Heterogeneous MoS2 Nanosheets on Porous TiO2 Nanofibers toward Fast and Reversible Sodium‐Ion Storage

2D layered molybdenum disulfide (MoS₂) has garnered considerable attention as an attractive electrode material in sodium-ion batteries (SIBs), but sluggish mass transfer kinetic and capacity fading make it suffer from inferior cycle capability. Herein, hierarchical MoS₂ nanosheets decorated porous TiO₂ nanofibers (MoS₂ NSs@TiO₂ NFs) with rich oxygen vacancies are engineered by microemulsion electrospinning method and subsequent hydrothermal/heat treatment. The MoS₂ NSs@TiO₂ NFs improves ion/electron transport kinetic and long-term cycling performance through distinctive porous structure and heterogeneous component. Consequently, the electrode exhibits excellent long-term Na storage capacity (298.4 mAh g^-1 at 5 A g^-1 over 1100 cycles and 235.6 mAh g^-1 at 10 A g^-1 over 7200 cycles).

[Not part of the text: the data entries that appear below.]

//! Association lists: a `Vec` of key/value pairs keeping insertion
//! order, with map-like replacing inserts. Lookups are linear, which
//! is fine for the handful of entries path maps and alias tables
//! have. Serializes as a map, and deserializes from one keeping the
//! document order (serde_json's `Map` would sort the keys).

use std::{borrow::Borrow, fmt, marker::PhantomData};

use serde::{Serialize, Serializer, Deserialize, Deserializer,
            ser::SerializeMap, de::{Visitor, MapAccess}};

#[derive(Debug, Clone, PartialEq, Eq)]
pub struct AList<K, V>(pub Vec<(K, V)>);

impl<K, V> Default for AList<K, V> {
    fn default() -> Self {
        AList(Vec::new())
    }
}

impl<K, V> AList<K, V> {
    pub fn new() -> Self {
        AList(Vec::new())
    }

    pub fn len(&self) -> usize {
        self.0.len()
    }

    pub fn is_empty(&self) -> bool {
        self.0.is_empty()
    }

    pub fn iter(&self) -> impl Iterator<Item = (&K, &V)> {
        self.0.iter().map(|(k, v)| (k, v))
    }

    pub fn keys(&self) -> impl Iterator<Item = &K> {
        self.0.iter().map(|(k, _)| k)
    }

    pub fn values(&self) -> impl Iterator<Item = &V> {
        self.0.iter().map(|(_, v)| v)
    }

    pub fn retain(&mut self, mut f: impl FnMut(&K, &V) -> bool) {
        self.0.retain(|(k, v)| f(k, v))
    }
}

impl<K: PartialEq, V> AList<K, V> {
    pub fn get<Q>(&self, key: &Q) -> Option<&V>
    where K: Borrow<Q>, Q: PartialEq + ?Sized
    {
        self.0.iter().find(|(k, _)| k.borrow() == key).map(|(_, v)| v)
    }

    pub fn get_mut<Q>(&mut self, key: &Q) -> Option<&mut V>
    where K: Borrow<Q>, Q: PartialEq + ?Sized
    {
        self.0.iter_mut().find(|(k, _)| k.borrow() == key).map(|(_, v)| v)
    }

    pub fn contains_key<Q>(&self, key: &Q) -> bool
    where K: Borrow<Q>, Q: PartialEq + ?Sized
    {
        self.get(key).is_some()
    }

    /// Replaces the value of an existing key in place (the entry
    /// keeps its position), otherwise appends. Returns the old value.
    pub fn insert(&mut self, key: K, value: V) -> Option<V> {
        if let Some((_, v)) = self.0.iter_mut().find(|(k, _)| *k == key) {
            Some(std::mem::replace(v, value))
        } else {
            self.0.push((key, value));
            None
        }
    }
}

impl<K: PartialEq, V> FromIterator<(K, V)> for AList<K, V> {
    fn from_iter<I: IntoIterator<Item = (K, V)>>(iter: I) -> Self {
        let mut res = AList::new();
        for (k, v) in iter {
            res.insert(k, v);
        }
        res
    }
}

impl<K, V> IntoIterator for AList<K, V> {
    type Item = (K, V);
    type IntoIter = std::vec::IntoIter<(K, V)>;

    fn into_iter(self) -> Self::IntoIter {
        self.0.into_iter()
    }
}

impl<'a, K, V> IntoIterator for &'a AList<K, V> {
    type Item = &'a (K, V);
    type IntoIter = std::slice::Iter<'a, (K, V)>;

    fn into_iter(self) -> Self::IntoIter {
        self.0.iter()
    }
}

impl<K: Borrow<str>, V: Serialize> Serialize for AList<K, V> {
    fn serialize<S: Serializer>(&self, serializer: S) -> Result<S::Ok, S::Error> {
        let mut map = serializer.serialize_map(Some(self.0.len()))?;
        for (k, v) in &self.0 {
            map.serialize_entry::<str, V>(k.borrow(), v)?;
        }
        map.end()
    }
}

struct AListVisitor<K, V>(PhantomData<(K, V)>);

impl<'de, K, V> Visitor<'de> for AListVisitor<K, V>
where K: From<String> + PartialEq,
      V: Deserialize<'de>
{
    type Value = AList<K, V>;

    fn expecting(&self, f: &mut fmt::Formatter) -> fmt::Result {
        f.write_str("a map with string keys")
    }

    fn visit_map<A: MapAccess<'de>>(self, mut access: A) -> Result<Self::Value, A::Error> {
        let mut res = AList::new();
        while let Some((k, v)) = access.next_entry::<String, V>()? {
            res.insert(K::from(k), v);
        }
        Ok(res)
    }
}

impl<'de, K, V> Deserialize<'de> for AList<K, V>
where K: From<String> + PartialEq,
      V: Deserialize<'de>
{
    fn deserialize<D: Deserializer<'de>>(deserializer: D) -> Result<Self, D::Error> {
        deserializer.deserialize_map(AListVisitor(PhantomData))
    }
}

#[cfg(test)]
mod tests {
    use super::*;

    #[test]
    fn t_insert_keeps_position() {
        let mut l: AList<&str, i32> = AList::new();
        assert_eq!(l.insert("a", 1), None);
        assert_eq!(l.insert("b", 2), None);
        assert_eq!(l.insert("a", 3), Some(1));
        assert_eq!(l.0, vec![("a", 3), ("b", 2)]);
        assert_eq!(l.get("b"), Some(&2));
        assert_eq!(l.get("c"), None);
    }

    #[test]
    fn t_json_order() {
        let l: AList<String, i32> = serde_json::from_str(
            r#"{"z": 1, "a": 2, "m": 3, "a": 4}"#).unwrap();
        assert_eq!(l.keys().map(|k| k.as_str()).collect::<Vec<_>>(),
                   vec!["z", "a", "m"]);
        assert_eq!(l.get("a"), Some(&4));
        assert_eq!(serde_json::to_string(&l).unwrap(),
                   r#"{"z":1,"a":4,"m":3}"#);
    }
}
use kstring::KString;

use crate::def_boxed_thiserror;

def_boxed_thiserror!(ThemeError, pub enum ThemeErrorKind {
    #[error("undefined variable {name:?} in expression {expr:?}")]
    UndefinedVariable { name: KString, expr: String },
    #[error("path map entry {key:?} never resolves to a path, still refers to {expr:?}")]
    UnresolvedVariable { key: KString, expr: String },
    #[error("unknown alias {alias:?} in path {path:?}")]
    UnknownAlias { alias: String, path: String },
    #[error("invalid alias name {0:?}, must start with '@'")]
    InvalidAliasName(String),
    #[error("unknown theme class {0:?}")]
    UnknownClass(KString),
    #[error("theme class {0:?} is declared twice")]
    DuplicateClass(KString),
    #[error("unknown theme: {0}")]
    UnknownTheme(KString),
    #[error("no theme to set")]
    NoThemeToSet,
    #[error("theme {0:?} has not been initialized")]
    NotInitialized(KString),
});
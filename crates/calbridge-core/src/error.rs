//! Error types for calbridge

use thiserror::Error;

use crate::{LifecycleState, TimeUnit};

/// Failures reported by the calendar authority or the host
#[derive(Error, Debug, Clone, PartialEq, Eq)]
pub enum AuthorityError {
    #[error("Authority call failed: {0}")]
    Failed(String),

    #[error("Authority rejected date: {0}")]
    InvalidDate(String),

    #[error("Operation not supported by authority: {0}")]
    Unsupported(String),
}

/// Core bridge errors
#[derive(Error, Debug, Clone, PartialEq, Eq)]
pub enum BridgeError {
    #[error("Calendar authority unavailable")]
    AuthorityUnavailable,

    #[error("Conversion failed: {0}")]
    Conversion(#[from] AuthorityError),

    #[error("Privileged operation denied: {operation}")]
    PrivilegeDenied { operation: &'static str },

    #[error("Capability not supported: {capability}")]
    CapabilityMissing { capability: String },

    #[error("Invalid lifecycle: cannot {operation} while {from}")]
    InvalidLifecycle {
        from: LifecycleState,
        operation: &'static str,
    },

    #[error("Mutation failed: {0}")]
    Mutation(String),
}

impl BridgeError {
    pub fn missing_advance(unit: TimeUnit) -> Self {
        BridgeError::CapabilityMissing {
            capability: format!("advance-{unit}"),
        }
    }

    /// Write-path mapping: an `Unsupported` answer from the authority is a
    /// missing capability, anything else a failed mutation
    pub fn from_mutation(err: AuthorityError) -> Self {
        match err {
            AuthorityError::Unsupported(what) => BridgeError::CapabilityMissing { capability: what },
            other => BridgeError::Mutation(other.to_string()),
        }
    }
}

/// Result type for bridge operations
pub type BridgeResult<T> = Result<T, BridgeError>;
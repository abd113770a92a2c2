//! Degraded-mode constants

/// Constants used when no authority is available
#[derive(Clone, Debug, PartialEq, Eq)]
pub struct ApproximationConfig {
    /// Year that timestamp 0 falls in
    pub anchor_year: i32,
    /// Flat year length
    pub days_per_year: i64,
    /// Flat month length; the year's remainder folds into the last month
    pub days_per_month: i64,
}

impl Default for ApproximationConfig {
    fn default() -> Self {
        ApproximationConfig {
            anchor_year: 2024,
            days_per_year: 365,
            days_per_month: 30,
        }
    }
}

impl ApproximationConfig {
    /// Twelve equal 30-day months, no remainder
    pub fn uniform_360() -> Self {
        ApproximationConfig {
            days_per_year: 360,
            ..Self::default()
        }
    }

    pub fn with_anchor_year(mut self, year: i32) -> Self {
        self.anchor_year = year;
        self
    }

    #[inline]
    pub(crate) fn year_days(&self) -> i64 {
        self.days_per_year.max(1)
    }

    #[inline]
    pub(crate) fn month_days(&self) -> i64 {
        self.days_per_month.max(1)
    }
}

Employing Na₃V₂(PO₄)₃ as cathode, the full cell maintains a desirable capacity of 269.6 mAh g^-1 over 700 cycles at 1.0 A g^-1. The stepwise intercalation-conversion and insertion/extraction endows outstanding Na⁺ storage performance, which yields valuable insight into the advancement of fast-charging and long-cycle life SIBs anode materials.